Scott McCloud is a comic artist who has created everything from graphic novels to books on understanding comic structures. He came to VCU to discuss the language of comic arts in his books “The Sculptor” and “Understanding Comics.”

While McCloud has had an impact on other’s lives, there are many outside influences that have affected his own work as well. From picking up his first manga novel, to leaving DC Comics, the world around him has shaped the comics and books he has created.

Toward the end of college in 1982, McCloud picked up his first volume of Japanese manga, from which he would gain a lot of inspiration. McCloud said he loved them because they were completely different from what he had been looking at, and it was a new take on comics. He got a job at DC Comics right out of college, and found the largest Japanese bookstore in Manhattan three blocks from his work.

While he couldn’t read Japanese, McCloud said he could read comics. He used these books to pick up on different storytelling techniques, some of which he would feature the book he would publish years later, called “Understanding Comics.”

“Over the next couple of years I realized that all of these techniques were essentially one technique,” McCloud said. “And that is the technique of making the reader feel as if they were a participant in the story … so that the whole world surrounding them was to make them feel they were in the story, which was wildly different from what was being done in North America.”

Despite his interest in Japanese comics, McCloud never made it to Japan. He was offered the chance to go to Japan a few times through a program, but said he wanted to wait until his book was in Japan. He was asked every year and said no, because it was not out in Japan yet. By the time it was, though, McCloud said they had stopped the program.

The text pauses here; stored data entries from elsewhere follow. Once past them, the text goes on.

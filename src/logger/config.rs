//! Runtime configuration for the logger

use std::path::PathBuf;
use std::str::FromStr;

use serde::{Deserialize, Serialize};
use tracing::Level;

use super::error::LoggerError;

pub const VALID_LEVELS: &[&str] = &["trace", "debug", "info", "warn", "error"];

#[derive(Debug, Clone, Serialize, Deserialize)]
pub struct LoggerConfig {
    pub console: ConsoleConfig,
    pub file: FileConfig,
    /// A level name, or any `EnvFilter` directive such as
    /// `tenant_billing=debug,info`.
    pub level: String,
}

impl LoggerConfig {
    pub fn new(
        console: ConsoleConfig,
        file: FileConfig,
        level: String,
    ) -> Result<Self, LoggerError> {
        let config = Self {
            console,
            file,
            level,
        };
        config.validate()?;
        Ok(config)
    }

    pub fn validate(&self) -> Result<(), LoggerError> {
        if self.level.trim().is_empty() {
            return Err(LoggerError::config("Log level cannot be empty"));
        }
        self.file.validate()?;
        if !self.console.enabled && !self.file.enabled {
            return Err(LoggerError::config(
                "At least one output (console or file) must be enabled",
            ));
        }
        Ok(())
    }

    /// The plain level when `level` is a bare level name.
    pub fn parse_level(&self) -> Option<Level> {
        Level::from_str(self.level.trim()).ok()
    }
}

impl Default for LoggerConfig {
    fn default() -> Self {
        Self {
            console: ConsoleConfig::default(),
            file: FileConfig::default(),
            level: "info".to_string(),
        }
    }
}

#[derive(Debug, Clone, Serialize, Deserialize)]
pub struct ConsoleConfig {
    pub enabled: bool,
    pub colored: bool,
}

impl ConsoleConfig {
    pub fn new(enabled: bool, colored: bool) -> Self {
        Self { enabled, colored }
    }
}

impl Default for ConsoleConfig {
    fn default() -> Self {
        Self {
            enabled: true,
            colored: true,
        }
    }
}

#[derive(Debug, Clone, Serialize, Deserialize)]
pub struct FileConfig {
    pub enabled: bool,
    pub path: PathBuf,
    pub append: bool,
    pub format: LogFormat,
}

impl FileConfig {
    pub fn new(
        enabled: bool,
        path: PathBuf,
        append: bool,
        format: LogFormat,
    ) -> Result<Self, LoggerError> {
        let config = Self {
            enabled,
            path,
            append,
            format,
        };
        config.validate()?;
        Ok(config)
    }

    /// Does not touch the filesystem; the writer creates parent directories.
    pub fn validate(&self) -> Result<(), LoggerError> {
        if self.enabled && self.path.as_os_str().is_empty() {
            return Err(LoggerError::config(
                "File path cannot be empty when file output is enabled",
            ));
        }
        Ok(())
    }
}

impl Default for FileConfig {
    fn default() -> Self {
        Self {
            enabled: false,
            path: PathBuf::from("logs/tenant-billing.log"),
            append: true,
            format: LogFormat::Json,
        }
    }
}

#[derive(Debug, Clone, Copy, Default, Serialize, Deserialize, PartialEq, Eq)]
#[serde(rename_all = "lowercase")]
pub enum LogFormat {
    #[default]
    Full,
    Compact,
    Json,
}

impl FromStr for LogFormat {
    type Err = LoggerError;

    fn from_str(s: &str) -> Result<Self, Self::Err> {
        match s.to_lowercase().as_str() {
            "full" => Ok(LogFormat::Full),
            "compact" => Ok(LogFormat::Compact),
            "json" => Ok(LogFormat::Json),
            _ => Err(LoggerError::config(format!(
                "Invalid log format '{s}'. Valid formats are: full, compact, json"
            ))),
        }
    }
}

impl LogFormat {
    pub fn as_str(&self) -> &'static str {
        match self {
            LogFormat::Full => "full",
            LogFormat::Compact => "compact",
            LogFormat::Json => "json",
        }
    }
}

“The program seemed to be more about talking to the editors,” McCloud said. “That would not have been as interesting to me as talking to an artist.”

McCloud worked for a short time at DC Comics in production. He said he did things like make corrections to other people’s comics, and it sort of demystified the process for him. He talks about this in his book “Making Comics” when he discusses how there is no magic tool that will make you a great comic artist.

McCloud said he left DC Comics after his father’s death to pursue making his own comics. He had originally thought he might be okay with working his way up the ladder, but he one day woke up and decided he wasn’t going to wait. He then took a week off from work, where he worked on his original story idea, pitched it to multiple publishers, including DC, who did not offer him the ownership rights independent publishers did, and then went on his own from there.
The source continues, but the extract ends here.